▶ _Input data_
=== Section Start ===

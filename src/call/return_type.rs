//! Return-type inference for a resolved static call.
//!
//! Priority: a provider registered for the receiver class, then one
//! registered for the declaring class, then the declared return type with
//! the call's generic bindings substituted and `self` / `static` /
//! `parent` fleshed out.

use std::sync::Arc;

use crate::analysis::CallArgs;
use crate::ast::StaticCall;
use crate::context::Context;
use crate::issue::IssueKind;
use crate::plugin::ProviderEvent;
use crate::ttype::{NamedObject, TemplateResult, Union};
use crate::types::MethodId;
use crate::{AnalysisResult, Analyzer};

/// The pieces of a resolved call return-type inference needs.
pub(crate) struct ReturnTypeRequest<'a> {
    pub call: &'a StaticCall,
    pub method_id: &'a MethodId,
    pub declaring_method_id: &'a MethodId,
    /// Receiver class the call was resolved through.
    pub fq_class_name: &'a str,
    /// Class `static` refers to in the declared type.
    pub static_class: &'a str,
    pub receiver: &'a NamedObject,
    pub templates: &'a TemplateResult,
}

impl Analyzer {
    pub(crate) fn infer_return_type(
        &mut self,
        request: &ReturnTypeRequest<'_>,
        args: &mut CallArgs,
        ctx: &mut Context,
    ) -> AnalysisResult<Option<Union>> {
        let project = Arc::clone(self.project());
        let providers = &project.providers;
        let codebase = &project.codebase;

        let receiver_has_provider = providers.has(request.fq_class_name);
        let declaring_class = request.declaring_method_id.class();
        let declaring_has_provider =
            request.declaring_method_id != request.method_id && providers.has(declaring_class);

        if receiver_has_provider || declaring_has_provider {
            self.arg_types(args, ctx)?;
            let (arg_exprs, arg_types) = args.parts();
            let mut event = ProviderEvent {
                fq_classlike_name: request.fq_class_name,
                method_name_lowercase: request.method_id.method_key(),
                args: arg_exprs,
                arg_types,
                context: ctx,
                location: request.call.span,
                template_type_parameters: &request.receiver.type_params,
                called_fq_classlike_name: None,
            };

            if receiver_has_provider
                && let Some(ty) = providers.infer(request.fq_class_name, &event)
            {
                tracing::debug!(class = %request.fq_class_name, "return type from provider");
                return Ok(Some(ty));
            }

            event.fq_classlike_name = declaring_class;
            event.called_fq_classlike_name = Some(request.fq_class_name);
            if declaring_has_provider
                && let Some(ty) = providers.infer(declaring_class, &event)
            {
                tracing::debug!(class = %declaring_class, "return type from declaring-class provider");
                return Ok(Some(ty));
            }
        }

        let Some(declared) = codebase.method_return_type(request.method_id) else {
            return Ok(None);
        };
        let parent = codebase
            .get_class(&declared.self_class)
            .ok()
            .and_then(|c| c.parent_class.clone())
            .map(|p| codebase.cased_name(&p));
        let ty = declared
            .ty
            .replace_template_types(request.templates)
            .flesh_out(&declared.self_class, request.static_class, parent.as_deref());

        if declared.is_external {
            for class in ty.referenced_classes() {
                if !codebase.class_exists(&class) && !ctx.is_phantom_class(&class) {
                    let _ = self.report(
                        IssueKind::UndefinedClass,
                        format!("Class {class} does not exist"),
                        request.call.span,
                        ctx,
                    );
                }
            }
        }

        Ok(Some(ty))
    }
}
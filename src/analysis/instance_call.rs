//! Instance-call resolution.
//!
//! Only used when a static-looking call such as `self::format()` from a
//! non-static method actually dispatches on `$this`.  The receiver type is
//! read from the context; each named object in it is looked up in the
//! method table, its arguments are checked and its declared return type is
//! bound and fleshed out with the object as `static`.

use crate::analysis::CallArgs;
use crate::ast::InstanceCall;
use crate::context::Context;
use crate::issue::IssueKind;
use crate::ttype::Union;
use crate::types::MethodId;
use crate::{AnalysisResult, Analyzer};

impl Analyzer {
    pub fn analyze_instance_call(&mut self, call: &InstanceCall, ctx: &mut Context) -> AnalysisResult<Option<Union>> {
        let mut args = CallArgs::new(&call.args);
        self.analyze_instance_call_with(call, &mut args, ctx)
    }

    /// Same as [`Analyzer::analyze_instance_call`], reusing argument types
    /// already evaluated for `args`.
    pub(crate) fn analyze_instance_call_with(
        &mut self,
        call: &InstanceCall,
        args: &mut CallArgs,
        ctx: &mut Context,
    ) -> AnalysisResult<Option<Union>> {
        let receiver = match ctx.get_var(&call.var_id) {
            Some(ty) => Some(ty.clone()),
            None if call.var_id == "$this" => ctx.self_class.as_deref().map(Union::named),
            None => None,
        };
        let Some(receiver) = receiver else {
            self.analyze_call_args(args, ctx)?;
            return Ok(None);
        };

        let project = std::sync::Arc::clone(self.project());
        let codebase = &project.codebase;
        let mut inferred: Option<Union> = None;

        for object in receiver.named_objects() {
            let method_id = MethodId::new(&object.name, &call.method);
            let Some(lookup) = codebase.find_method(&object.name, &call.method) else {
                let verdict = self.report(
                    IssueKind::UndefinedMethod,
                    format!("Method {method_id} does not exist"),
                    call.span,
                    ctx,
                );
                self.analyze_call_args(args, ctx)?;
                if verdict.is_fatal() {
                    return Err(crate::Fatal);
                }
                continue;
            };

            let mut templates = codebase.bind_receiver_templates(object, lookup.declaring.class());
            self.check_method_args(&method_id, args, &mut templates, call.span, ctx)?;

            if let Some(declared) = codebase.method_return_type(&method_id) {
                let parent = codebase
                    .get_class(&declared.self_class)
                    .ok()
                    .and_then(|c| c.parent_class.clone());
                let ty = declared
                    .ty
                    .replace_template_types(&templates)
                    .flesh_out(&declared.self_class, &object.name, parent.as_deref());
                inferred = Some(Union::combine_into(inferred, &ty));
            }
        }

        Ok(inferred)
    }
}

=== Section End ===

▶ _Requirement_
Restate verbatim all lines from the start of the data through the line containing "pub receiver: &'a", with both ends kept.

▶ _Output for this exercise_
filename src/call/return_type.rs
//! Return-type inference for a resolved static call.
//!
//! Priority: a provider registered for the receiver class, then one
//! registered for the declaring class, then the declared return type with
//! the call's generic bindings substituted and `self` / `static` /
//! `parent` fleshed out.

use std::sync::Arc;

use crate::analysis::CallArgs;
use crate::ast::StaticCall;
use crate::context::Context;
use crate::issue::IssueKind;
use crate::plugin::ProviderEvent;
use crate::ttype::{NamedObject, TemplateResult, Union};
use crate::types::MethodId;
use crate::{AnalysisResult, Analyzer};

/// The pieces of a resolved call return-type inference needs.
pub(crate) struct ReturnTypeRequest<'a> {
    pub call: &'a StaticCall,
    pub method_id: &'a MethodId,
    pub declaring_method_id: &'a MethodId,
    /// Receiver class the call was resolved through.
    pub fq_class_name: &'a str,
    /// Class `static` refers to in the declared type.
    pub static_class: &'a str,
    pub receiver: &'a NamedObject,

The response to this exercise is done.